Things to see in Verona: that' s the reason of so much magnificence

Verona is an impure jewel because it is contaminated by many passing people, but it has been able to retain that charm that attracts visitors like a magnet. The bridges, the high towers, the walls that surround it, are all signs of a glorious past.
A must stop during the trip is the house of Romeo and Juliet, a building of the thirteenth century in the heart of the city with a portal in Gothic style and a brick facade, inside the courtyard you can see the famous balcony, The love theater of the world’s most famous couple, and there’s also a statue of Juliet. 
The Roman amphitheater, better known as the Arena, is certainly the architectural symbol of Verona. The arena, like most amphitheatres, housed the gladiator shows, its interior consisting of concentric tiers conveys a sense of possessiveness. Today it is not the scene of bloody struggles, but it hosts many musical performances and concerts in which to sing at the throat.

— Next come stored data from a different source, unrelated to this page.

use super::domain::{DisplayRow, RecordBlock, RenderedView, Tone, TreeLine, TreeMarker};
use crate::modules::search::domain::{IpResult, SearchResult, SourceRecord};
use crate::shared::domain::value_objects::{Locale, Message};

/// Map a result to its display structure. Pure; the same input always gives
/// the same view.
pub fn render(result: &SearchResult, locale: Locale) -> RenderedView {
    match result {
        SearchResult::Ip(ip) => RenderedView::Geolocation {
            query: ip.query.clone(),
            rows: geolocation_rows(ip, locale),
        },
        SearchResult::Records(list) => RenderedView::Records {
            blocks: list
                .records
                .iter()
                .map(|record| record_block(record, locale))
                .collect(),
        },
        SearchResult::Empty => RenderedView::Message {
            tone: Tone::Notice,
            text: locale.text(Message::NothingFound).to_string(),
        },
        SearchResult::Error(err) => {
            let text = if err.message.trim().is_empty() {
                err.kind.as_str().to_string()
            } else {
                err.message.clone()
            };
            RenderedView::Message {
                tone: Tone::Error,
                text,
            }
        }
    }
}

fn geolocation_rows(ip: &IpResult, locale: Locale) -> Vec<DisplayRow> {
    let placeholder = locale.text(Message::NotSpecified);
    let coordinates = ip
        .coordinates()
        .map(|(lat, lon)| format!("{}, {}", lat, lon))
        .unwrap_or_else(|| placeholder.to_string());

    vec![
        DisplayRow::new(locale.text(Message::Country), or_placeholder(&ip.country, placeholder)),
        DisplayRow::new(locale.text(Message::Region), or_placeholder(&ip.region, placeholder)),
        DisplayRow::new(locale.text(Message::City), or_placeholder(&ip.city, placeholder)),
        DisplayRow::new(locale.text(Message::Isp), or_placeholder(&ip.isp, placeholder)),
        DisplayRow::new(locale.text(Message::Coordinates), coordinates),
        DisplayRow::new(locale.text(Message::Timezone), or_placeholder(&ip.timezone, placeholder)),
    ]
}

fn record_block(record: &SourceRecord, locale: Locale) -> RecordBlock {
    let placeholder = locale.text(Message::NotSpecified);
    let last = record.fields.len().saturating_sub(1);

    let lines = record
        .fields
        .iter()
        .enumerate()
        .map(|(index, field)| TreeLine {
            marker: if index == last {
                TreeMarker::Last
            } else {
                TreeMarker::Branch
            },
            key: field.key.clone(),
            value: or_placeholder(&field.value, placeholder),
        })
        .collect();

    RecordBlock {
        source: or_placeholder(&record.source_label, locale.text(Message::UnknownSource)),
        lines,
    }
}

fn or_placeholder(value: &Option<String>, placeholder: &str) -> String {
    value
        .as_deref()
        .filter(|v| !v.trim().is_empty())
        .unwrap_or(placeholder)
        .to_string()
}

#[cfg(test)]
mod tests {
    use super::*;
    use crate::modules::search::domain::{FailureKind, IpResult, RecordField, RecordListResult};

    #[test]
    fn test_bare_ip_result_fills_every_row_with_placeholder() {
        let view = render(&SearchResult::Ip(IpResult::new("1.2.3.4")), Locale::En);

        let RenderedView::Geolocation { query, rows } = view else {
            panic!("expected geolocation view");
        };
        assert_eq!(query, "1.2.3.4");
        assert_eq!(rows.len(), 6);
        for row in rows {
            assert_eq!(row.value, "not specified", "row {}", row.label);
        }
    }

    #[test]
    fn test_ip_rows_have_fixed_order() {
        let ip = IpResult {
            query: "8.8.8.8".into(),
            country: Some("США".into()),
            region: Some("Вирджиния".into()),
            city: Some("Ашберн".into()),
            isp: Some("Google LLC".into()),
            lat: Some(39.03),
            lon: Some(-77.5),
            timezone: Some("America/New_York".into()),
        };
        let RenderedView::Geolocation { rows, .. } = render(&SearchResult::Ip(ip), Locale::Ru)
        else {
            panic!("expected geolocation view");
        };

        let labels: Vec<&str> = rows.iter().map(|r| r.label.as_str()).collect();
        assert_eq!(
            labels,
            vec!["Страна", "Регион", "Город", "Провайдер", "Координаты", "Часовой пояс"]
        );
        assert_eq!(rows[4].value, "39.03, -77.5");
    }

    #[test]
    fn test_half_coordinates_render_placeholder() {
        let mut ip = IpResult::new("1.2.3.4");
        ip.lat = Some(55.75);
        let RenderedView::Geolocation { rows, .. } = render(&SearchResult::Ip(ip), Locale::Ru)
        else {
            panic!("expected geolocation view");
        };
        assert_eq!(rows[4].value, "Не указано");
    }

    #[test]
    fn test_records_use_tree_markers() {
        let records = RecordListResult::new(vec![SourceRecord::new(
            Some("Leak 2021".into()),
            vec![
                RecordField::new("name", Some("Ivan".into())),
                RecordField::new("city", None),
                RecordField::new("age", Some("42".into())),
            ],
        )]);

        let view = render(&SearchResult::Records(records), Locale::En);
        let RenderedView::Records { blocks } = view else {
            panic!("expected records view");
        };

        assert_eq!(blocks[0].source, "Leak 2021");
        let markers: Vec<TreeMarker> = blocks[0].lines.iter().map(|l| l.marker).collect();
        assert_eq!(
            markers,
            vec![TreeMarker::Branch, TreeMarker::Branch, TreeMarker::Last]
        );
        assert_eq!(blocks[0].lines[1].value, "not specified");
    }

    #[test]
    fn test_single_field_record_is_last() {
        let records = RecordListResult::new(vec![SourceRecord::new(
            None,
            vec![RecordField::new("login", Some("ivan".into()))],
        )]);

        let RenderedView::Records { blocks } = render(&SearchResult::Records(records), Locale::En)
        else {
            panic!("expected records view");
        };
        assert_eq!(blocks[0].source, "Unknown source");
        assert_eq!(blocks[0].lines[0].marker, TreeMarker::Last);
    }

    #[test]
    fn test_empty_result_is_a_notice_not_an_error() {
        let view = render(&SearchResult::Empty, Locale::En);
        assert_eq!(
            view,
            RenderedView::Message {
                tone: Tone::Notice,
                text: "Nothing found".into()
            }
        );
    }

    #[test]
    fn test_error_result_is_single_error_line() {
        let view = render(
            &SearchResult::error(FailureKind::Backend, "Пустой запрос"),
            Locale::En,
        );
        assert_eq!(
            view,
            RenderedView::Message {
                tone: Tone::Error,
                text: "Пустой запрос".into()
            }
        );
    }

    #[test]
    fn test_rendering_is_idempotent() {
        let result = SearchResult::Ip(IpResult::new("1.2.3.4"));
        assert_eq!(render(&result, Locale::En), render(&result, Locale::En));
    }
}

If you plan to breathe the most lively air of Verona, you will have to add to your stay another destination: Piazza delle Erbe. Surrounded by an embrace of medieval architecture you can experience the daily life of the Veronese who go there to shop or to have an aperitif in the oldest and evocative square of the city.
Piazza Brà is also famous, from which you can admire Palazzo Barbieri, seat of the town hall of Verona, and where you can walk on the Listron, the paved pink marble of Valpolicella.
Verona is troubled love, it’s art, it’s history, but it’s also movement. In fact, if you look up to the sky you will notice that, near Piazza delle Erbe, stands the Torre Lamberti. 84 meters high offers tourist the opportuinity to admire the city from above. Don’t be lazy, the effort will be worth it!

Verona is a particular city that you fall in love with the eyes and the heart, which satisfies every type of tourist, who lives of art but also of nightlife. Verona will make you want to come back once more, because one is never enough.